34 Maria perguntou ao Anjo: “Como acontecerá isso,
se Eu não conheço homem algum?”
35 O Anjo respondeu: “O Espírito virá sobre Ti, e o
poder do Altíssimo Te cobrirá com sua sombra. Por isso, o Menino que vai nascer
será chamado Santo, Filho de Deus.
36 Também Isabel, tua parenta, concebeu um filho na
velhice. Este já é o sexto mês daquela que era considerada estéril, 37 porque
para Deus nada é impossível”.
38 Maria, então, disse: “Eis aqui a serva do
Senhor; faça-se em Mim segundo a tua palavra!” E o Anjo retirou-se (Lc 1,
26-38).
Maria seria capaz de restabelecer a
ordem no universo?
A Solenidade da Anunciação do Senhor
é a mais bela ocasião para celebrar a restauração da harmonia no universo. É a comemoração
do dia no qual a criação passou a transluzir com um brilho todo divino, pelos
méritos de Maria Santíssima.
Um
Universo composto por criaturas com deficiências
Se nos fosse dado contemplar a
imensidade dos possíveis de Deus, ou seja, o incontável número de seres que Ele
poderia ter criado em sua onipotência, veríamos criaturas semelhantes às deste
mundo, mas sem os seus característicos defeitos. Por exemplo, ouriços
constituídos sem meios de causar mal aos homens; pernilongos lindíssimos
dotados de uma picada agradável e benfazeja; urubus de figura tão elegante
quanto os seus voos, e assim por diante.
Por que não pôs Deus no universo
criaturas assim, sem qualquer defeito, as quais poderiam ter sido criadas e não
o foram?
Pergunta esta de difícil resposta. O
certo, porém, é que no universo no qual vivemos três criaturas são
insuperáveis: a humanidade de Nosso Senhor Jesus Cristo, unida hipostaticamente
à divindade; a visão beatífica e Nossa Senhora.1 Todos os outros seres,
considerados individualmente, poderiam ser mais perfeitos.

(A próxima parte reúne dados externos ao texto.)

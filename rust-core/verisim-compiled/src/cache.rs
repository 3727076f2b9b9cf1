// SPDX-License-Identifier: PMPL-1.0-or-later
// Copyright (c) 2026 Jonathan D.A. Jewell (hyperpolymath) <jonathan.jewell@open.ac.uk>

//! Process-wide compiled plan cache.
//!
//! Lookups are lock-free reads on a sharded map. A miss compiles outside of
//! any lock; the first plan published for a key wins and every racing caller
//! returns that published plan, so all callers observe one shared
//! `Arc<CompiledPlan>` per key. Failed compiles publish nothing.
//!
//! Entries live for the lifetime of the cache. There is no eviction.

use std::sync::atomic::{AtomicU64, Ordering};
use std::sync::Arc;

use dashmap::DashMap;
use serde::{Deserialize, Serialize};
use tracing::{debug, trace};

use crate::compiler::CompiledPlan;
use crate::error::Result;
use crate::key::CacheKey;

/// Aggregate statistics about cache behaviour.
#[derive(Debug, Clone, PartialEq, Serialize, Deserialize)]
pub struct CacheStats {
    /// Plans currently cached.
    pub entries: usize,
    /// Lookups served by an existing plan.
    pub hits: u64,
    /// Lookups that had to compile.
    pub misses: u64,
    /// Successful compiles, including ones that lost a publish race.
    pub compiles: u64,
    /// Compiled plans dropped because another caller published first.
    pub discarded_compiles: u64,
    /// `hits / (hits + misses)`, or 0.0 before any lookup.
    pub hit_ratio: f64,
}

/// Cache of compiled plans keyed by [`CacheKey`].
#[derive(Debug, Default)]
pub struct PlanCache {
    plans: DashMap<CacheKey, Arc<CompiledPlan>>,
    hit_count: AtomicU64,
    miss_count: AtomicU64,
    compile_count: AtomicU64,
    discarded_count: AtomicU64,
}

impl PlanCache {
    pub fn new() -> Self {
        Self::default()
    }

    /// Return the plan for `key`, compiling it with `compile` on first use.
    ///
    /// `compile` may run more than once when callers race on a cold key,
    /// but only one result is ever published.
    pub fn get_or_compile<F>(&self, key: CacheKey, compile: F) -> Result<Arc<CompiledPlan>>
    where
        F: FnOnce() -> Result<CompiledPlan>,
    {
        if let Some(plan) = self.plans.get(&key).map(|entry| Arc::clone(entry.value())) {
            self.hit_count.fetch_add(1, Ordering::Relaxed);
            trace!(key = %key, plan_id = %plan.id(), "plan cache hit");
            return Ok(plan);
        }

        self.miss_count.fetch_add(1, Ordering::Relaxed);
        let compiled = Arc::new(compile()?);
        self.compile_count.fetch_add(1, Ordering::Relaxed);

        let published = Arc::clone(
            self.plans
                .entry(key.clone())
                .or_insert_with(|| Arc::clone(&compiled))
                .value(),
        );

        if Arc::ptr_eq(&published, &compiled) {
            debug!(key = %key, plan_id = %published.id(), "published compiled plan");
        } else {
            self.discarded_count.fetch_add(1, Ordering::Relaxed);
            debug!(key = %key, plan_id = %published.id(), "lost publish race, reusing published plan");
        }
        Ok(published)
    }

    /// Cached plan for `key`, without compiling or touching statistics.
    pub fn get(&self, key: &CacheKey) -> Option<Arc<CompiledPlan>> {
        self.plans.get(key).map(|entry| Arc::clone(entry.value()))
    }

    /// Number of cached plans.
    pub fn len(&self) -> usize {
        self.plans.len()
    }

    /// True when no plan has been published yet.
    pub fn is_empty(&self) -> bool {
        self.plans.is_empty()
    }

    /// Point-in-time counters; `hit_ratio` is computed from hits and misses.
    pub fn stats(&self) -> CacheStats {
        let hits = self.hit_count.load(Ordering::Relaxed);
        let misses = self.miss_count.load(Ordering::Relaxed);
        let total = hits + misses;
        CacheStats {
            entries: self.plans.len(),
            hits,
            misses,
            compiles: self.compile_count.load(Ordering::Relaxed),
            discarded_compiles: self.discarded_count.load(Ordering::Relaxed),
            hit_ratio: if total == 0 { 0.0 } else { hits as f64 / total as f64 },
        }
    }
}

Ora, este mundo composto por criaturas
com deficiências é, entretanto, ótimo no seu conjunto, como ensina São Tomás de
Aquino: “O universo não pode ser melhor do que é, se o supomos como constituído
pelas coisas atuais, em razão da ordem muito apropriada atribuída às coisas por
Deus e em que consiste o bem do universo. Se apenas uma dessas coisas se
tornasse melhor, a proporção da ordem estaria destruída, como a melodia de uma
cítara ficaria destruída se uma corda se tornasse mais tensa do que deve”.2
O universo criado por Deus tinha de ser
o que mais O glorificasse, porque Ele não poderia ter escolhido criá-lo de
forma nem um pouco inferior ao mais adequado. E tudo quanto nele existe de
defectivo serve para o homem ter presente a sua debilidade, fraqueza e
dependência contínua de Deus. Lembra-lhe, enfim, sua contingência. É deste
mundo, com deficiências, que nós fazemos parte.
As considerações acima nos preparam
para analisar o papel de Nossa Senhora na Criação, que é especialmente
recordado na liturgia escolhida pela Igreja para a Solenidade da Anunciação do
Senhor.
O “fiat” de Maria Santíssima
Sobre a conhecidíssima e tão comentada
passagem evangélica da Anunciação, pareceria não haver nada de novo a dizer.
Entretanto, como um vinho excelente apresenta aspectos diferentes em cada
safra, assim também acontece com o magno acontecimento da Encarnação do Verbo,
no qual sempre descobriremos novas e magníficas maravilhas.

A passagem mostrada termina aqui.